The Running Lane to First Base

The Situation:

It’s a 0-0 game in the top of the 4th as the lead-off man comes up to the plate.

The Play:

The pitcher goes into his delivery and throws a fastball in the zone. The left-handed batter drops his hands into the bunting position and lays down a drag bunt to the third base side. The ball sticks in the dirt a little more than normal and the catcher is the first one to pounce on it. He gets around the ball and fires it to first.

The Outcome:

The batter has good speed and has made it down the line. He’s a step inside the foul line and about 2 steps from first base when the ball strikes him in the back and glances down the line. As he brushes off the sting, he is hit with a different kind of blow. He is called out for interference, he was running out of the baseline. Despite his protests and a visit from the manager, the batter is sent back to the dugout for the first out of the inning.

What Went Wrong:

There are no tricks on this play. Sometimes thinking the game simply has to do with knowing the rules and following them. The legal running lane to first base can be a bit confusing. The base is inside the foul line, but the runner must be outside the foul line in the last 45 feet to first base unless he is reaching (stepping) towards the base.
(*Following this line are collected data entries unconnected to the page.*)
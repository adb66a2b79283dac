//! Existence checks standing in for a foreign key.
//!
//! The backing store has no constraint tying `application.tenant_id` to a
//! `tenant` row and no transaction spanning both tables. Writes that depend on
//! a row are guarded by a separate existence check instead, run on the same
//! session just before the write.
//!
//! Between the check and the write another caller may remove the checked row.
//! The dependent write still lands, so a concurrent `delete_tenant` can leave
//! behind an application whose tenant is gone. This window is accepted; closing
//! it requires conditional writes from the backend.
//!
//! Checks run in a fixed order: the tenant first, then the application. The
//! first failing check decides the error.

use tracing::debug;

use crate::core::RegistrySession;
use crate::error::{ResourceError, StorageResult};
use crate::types::{Application, ApplicationId, Tenant, TenantId};

/// Returns the tenant row, or `TenantNotFound`.
pub(crate) async fn require_tenant<S>(session: &mut S, tenant_id: TenantId) -> StorageResult<Tenant>
where
    S: RegistrySession + ?Sized,
{
    match session.select_tenant(tenant_id).await? {
        Some(tenant) => Ok(tenant),
        None => {
            debug!(%tenant_id, "tenant lookup found no row");
            Err(ResourceError::TenantNotFound { tenant_id }.into())
        }
    }
}

/// Returns the application row after checking its tenant.
///
/// Fails with `TenantNotFound` when the tenant is missing, whether or not the
/// application row exists, and with `ApplicationNotFound` otherwise.
pub(crate) async fn require_application<S>(
    session: &mut S,
    tenant_id: TenantId,
    application_id: ApplicationId,
) -> StorageResult<Application>
where
    S: RegistrySession + ?Sized,
{
    require_tenant(session, tenant_id).await?;

    match session.select_application(tenant_id, application_id).await? {
        Some(application) => Ok(application),
        None => {
            debug!(%tenant_id, %application_id, "application lookup found no row");
            Err(ResourceError::ApplicationNotFound {
                tenant_id,
                application_id,
            }
            .into())
        }
    }
}
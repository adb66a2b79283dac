//! Identifier generation.

use std::fmt::Debug;

use uuid::Uuid;

use crate::error::IdGenerationError;

/// Produces fresh identifiers for new tenants and applications.
///
/// Failures are surfaced to the caller unchanged; the stores never retry.
pub trait IdGenerator: Send + Sync + Debug {
    /// Returns a new, collision-resistant identifier.
    fn generate_id(&self) -> Result<Uuid, IdGenerationError>;
}

/// Generates random (version 4) UUIDs.
#[derive(Debug, Clone, Copy, Default)]
pub struct RandomIdGenerator;

impl IdGenerator for RandomIdGenerator {
    fn generate_id(&self) -> Result<Uuid, IdGenerationError> {
        Ok(Uuid::new_v4())
    }
}
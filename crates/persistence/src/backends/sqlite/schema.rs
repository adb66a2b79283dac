//! SQLite schema definitions.
//!
//! The tables mirror the wide-column layout: no foreign key links
//! `application.tenant_id` to `tenant`, so orphaned application rows are
//! representable exactly as they are in Cassandra.

use rusqlite::Connection;

use crate::error::BackendError;

const CREATE_TENANT_TABLE: &str = "CREATE TABLE IF NOT EXISTS tenant (
    tenant_id TEXT NOT NULL PRIMARY KEY,
    secret_key TEXT NOT NULL
)";

const CREATE_APPLICATION_TABLE: &str = "CREATE TABLE IF NOT EXISTS application (
    tenant_id TEXT NOT NULL,
    application_id TEXT NOT NULL,
    name TEXT NOT NULL,
    PRIMARY KEY (tenant_id, application_id)
)";

/// Creates the registry tables if they do not exist.
pub fn initialize_schema(conn: &Connection) -> Result<(), BackendError> {
    for (table, ddl) in [
        ("tenant", CREATE_TENANT_TABLE),
        ("application", CREATE_APPLICATION_TABLE),
    ] {
        conn.execute(ddl, []).map_err(|e| BackendError::SchemaError {
            message: format!("Failed to create {} table: {}", table, e),
        })?;
    }

    tracing::info!("SQLite registry schema ready");
    Ok(())
}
This rule is more difficult for left-handed hitters like the bunter in this situation, because they often start off inside the foul line after making contact. Take a look at a similar play right here.  The batter’s trajectory to first base is a step inside the foul line, which puts him directly in line with first base. However, because the rules states he must get outside of the foul line in the last 45 feet to first base, he is correctly called out.  You’ll hear the announcers in the video say “he never got back [outside the line]” which is what he would have needed to do to be in the allowed running lane.

It’s always a good idea to brush up on the rules. Baseball is famous for having very detail oriented and even obscure or confusing rules. As we know, anything is possible on the field. Knowing what you are allowed and not allowed to do can be very helpful. Grab a rule book and think the game!